Monoclonal antibodies were prepared against the fumonisins, a group of mycotoxins produced by the plant pathogen, Fusarium moniliforme. Splenic lymphocytes, from Balb/c mice immunized with fumonisin B₁‐ovalbumin conjugate, were fused with SP2/O myeloma cells, and 14 hybridomas were selected. In a competitive enzyme‐linked immunosorbent assay, fumonisin B₁‐bovine serum albumin and free fumonisin B₁ (FB₁) competed for the monoclonal antibody. The concentrations of FB₁ required to inhibit 50% antibody binding (IC₅₀) ranged from 300 to 670 ppb. Antibodies also cross‐reacted with fumonisins B₂ and B₃ (FB₂, FB₃), and the hydrolyzed backbone of fumonisin B₁ (HB‐FB₁). None of the 14 monoclonal antibodies recognized the sphingolipids, sphingosine and sphinganine, that are structurally similar to the backbone of the fumonisins. Three‐dimensional computer models of FB₁, FB₂ and FB₃ show the amine backbone folding with the two esterified trimethyl‐propane‐1,2,3‐tricarboxylic acid side‐chains to form a cage into which the hydroxyl and acid groups of these fumonisins extend.
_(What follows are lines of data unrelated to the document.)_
//! OpenAI-compatible chat client.
//!
//! Every public method returns `Option`: a missing key, timeout, non-2xx
//! status, or malformed reply all degrade to `None` and the caller falls back
//! to deterministic content. AI failures never fail a request.

use serde_json::Value;

use crate::config::Config;

pub struct OpenAiClient {
    http: reqwest::Client,
    base_url: String,
    api_key: String,
    model: String,
}

#[derive(Debug, Clone)]
pub struct AiRecommendation {
    pub category: String,
    pub activities: Vec<String>,
    pub tips: String,
}

impl OpenAiClient {
    pub fn from_config(config: &Config) -> Self {
        let http = reqwest::Client::builder()
            .timeout(std::time::Duration::from_millis(config.openai_timeout_millis))
            .build()
            .expect("Failed to build HTTP client");
        Self {
            http,
            base_url: config.openai_base_url.clone(),
            api_key: config.openai_api_key.clone(),
            model: config.openai_model.clone(),
        }
    }

    pub fn enabled(&self) -> bool {
        !self.api_key.is_empty()
    }

    /// Suggest 3-6 short activities for a mood score. `None` when the client
    /// is unconfigured or the reply is unusable.
    pub async fn recommend_activities(
        &self,
        score: i32,
        category: &str,
        context: &str,
    ) -> Option<AiRecommendation> {
        if !self.enabled() {
            return None;
        }

        let system = r#"You suggest short, practical activities based on a mood score.
ALWAYS reply with JSON matching this schema:
{
  "category": "angry|sad|neutral|happy|joy",
  "activities": ["string", ... at least 3, at most 6],
  "tips": "one short sentence"
}
Keep suggestions safe and actionable. No text outside the JSON."#;
        let user = format!("Score: {score}\nCategory: {category}\nPreferences: {context}");

        let content = match self.chat(system, &user, 300, 0.7).await {
            Ok(content) => content,
            Err(e) => {
                tracing::warn!(error = %e, "AI recommendation unavailable");
                return None;
            }
        };

        let obj: Value = serde_json::from_str(&content).ok()?;
        let out_category = obj["category"].as_str().unwrap_or(category).to_string();
        let activities: Vec<String> = obj["activities"]
            .as_array()
            .map(|arr| {
                arr.iter()
                    .filter_map(|v| v.as_str().map(str::to_string))
                    .collect()
            })
            .unwrap_or_default();
        let tips = obj["tips"].as_str().unwrap_or("").to_string();

        if activities.is_empty() || tips.is_empty() {
            return None;
        }
        Some(AiRecommendation {
            category: out_category,
            activities,
            tips,
        })
    }

    /// Short narrative comment on a completed week's category breakdown.
    pub async fn weekly_summary_comment(
        &self,
        breakdown_text: &str,
        profile_context: &str,
    ) -> Option<String> {
        if !self.enabled() {
            return None;
        }

        let system = r#"You are a warm, supportive assistant. Given a weekly mood
breakdown, reply with a short encouraging comment (2 sentences max).
ALWAYS return JSON: {"comment":"..."} with no other text."#;
        let user = format!("Weekly breakdown: {breakdown_text}\nProfile: {profile_context}");

        let content = match self.chat(system, &user, 160, 0.6).await {
            Ok(content) => content,
            Err(e) => {
                tracing::warn!(error = %e, "AI weekly comment unavailable");
                return None;
            }
        };

        let obj: Value = serde_json::from_str(&content).ok()?;
        let comment = obj["comment"].as_str().unwrap_or("");
        if comment.is_empty() {
            return None;
        }
        Some(comment.to_string())
    }

    /// Empathetic reply to the free-text reason attached to a mood entry.
    pub async fn comment_on_reason(&self, score: i32, reason: &str) -> Option<String> {
        if !self.enabled() || reason.trim().is_empty() {
            return None;
        }

        let system = r#"You are a friendly, supportive assistant. Reply briefly
(2 sentences max), empathetic and relevant to the user's reason and mood score.
ALWAYS return JSON: {"comment":"..."} with no other text."#;
        let user = format!("Score: {score}\nReason: {reason}");

        let content = match self.chat(system, &user, 120, 0.6).await {
            Ok(content) => content,
            Err(e) => {
                tracing::warn!(error = %e, "AI reason comment unavailable");
                return None;
            }
        };

        let obj: Value = serde_json::from_str(&content).ok()?;
        let comment = obj["comment"].as_str().unwrap_or("");
        if comment.is_empty() {
            return None;
        }
        Some(comment.to_string())
    }

    async fn chat(
        &self,
        system: &str,
        user: &str,
        max_tokens: u32,
        temperature: f64,
    ) -> Result<String, anyhow::Error> {
        let response = self
            .http
            .post(format!("{}/chat/completions", self.base_url))
            .bearer_auth(&self.api_key)
            .json(&serde_json::json!({
                "model": self.model,
                "messages": [
                    { "role": "system", "content": system },
                    { "role": "user", "content": user }
                ],
                "temperature": temperature,
                "max_tokens": max_tokens,
            }))
            .send()
            .await?;

        if !response.status().is_success() {
            let status = response.status();
            let body = response.text().await.unwrap_or_default();
            anyhow::bail!("OpenAI API error {}: {}", status, body);
        }

        let body: Value = response.json().await?;
        let content = body["choices"][0]["message"]["content"]
            .as_str()
            .unwrap_or("")
            .to_string();
        if content.is_empty() {
            anyhow::bail!("OpenAI API returned empty content");
        }
        Ok(content)
    }
}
The HB‐FB₁ molecule, with the two trimethyl‐propane‐1,2,3‐tricarboxylic acid esterified moieties at carbons 14 and 15 removed, does not possess two of the three branches which are folded together with inter‐hydrogen bonding to formulate the three‐dimensional structure that makes up the cage feature of FB₁, FB₂ and FB₃. Because of the unexpected folding of the three arms to make a cage of FB₁, attachment of the protein to the amine group, which is close to, or appears to be pari of, the epitope, may have allowed the immune system of the mouse to produce antibodies more specific for the FB₁‐protein conjugate than to free FB₁.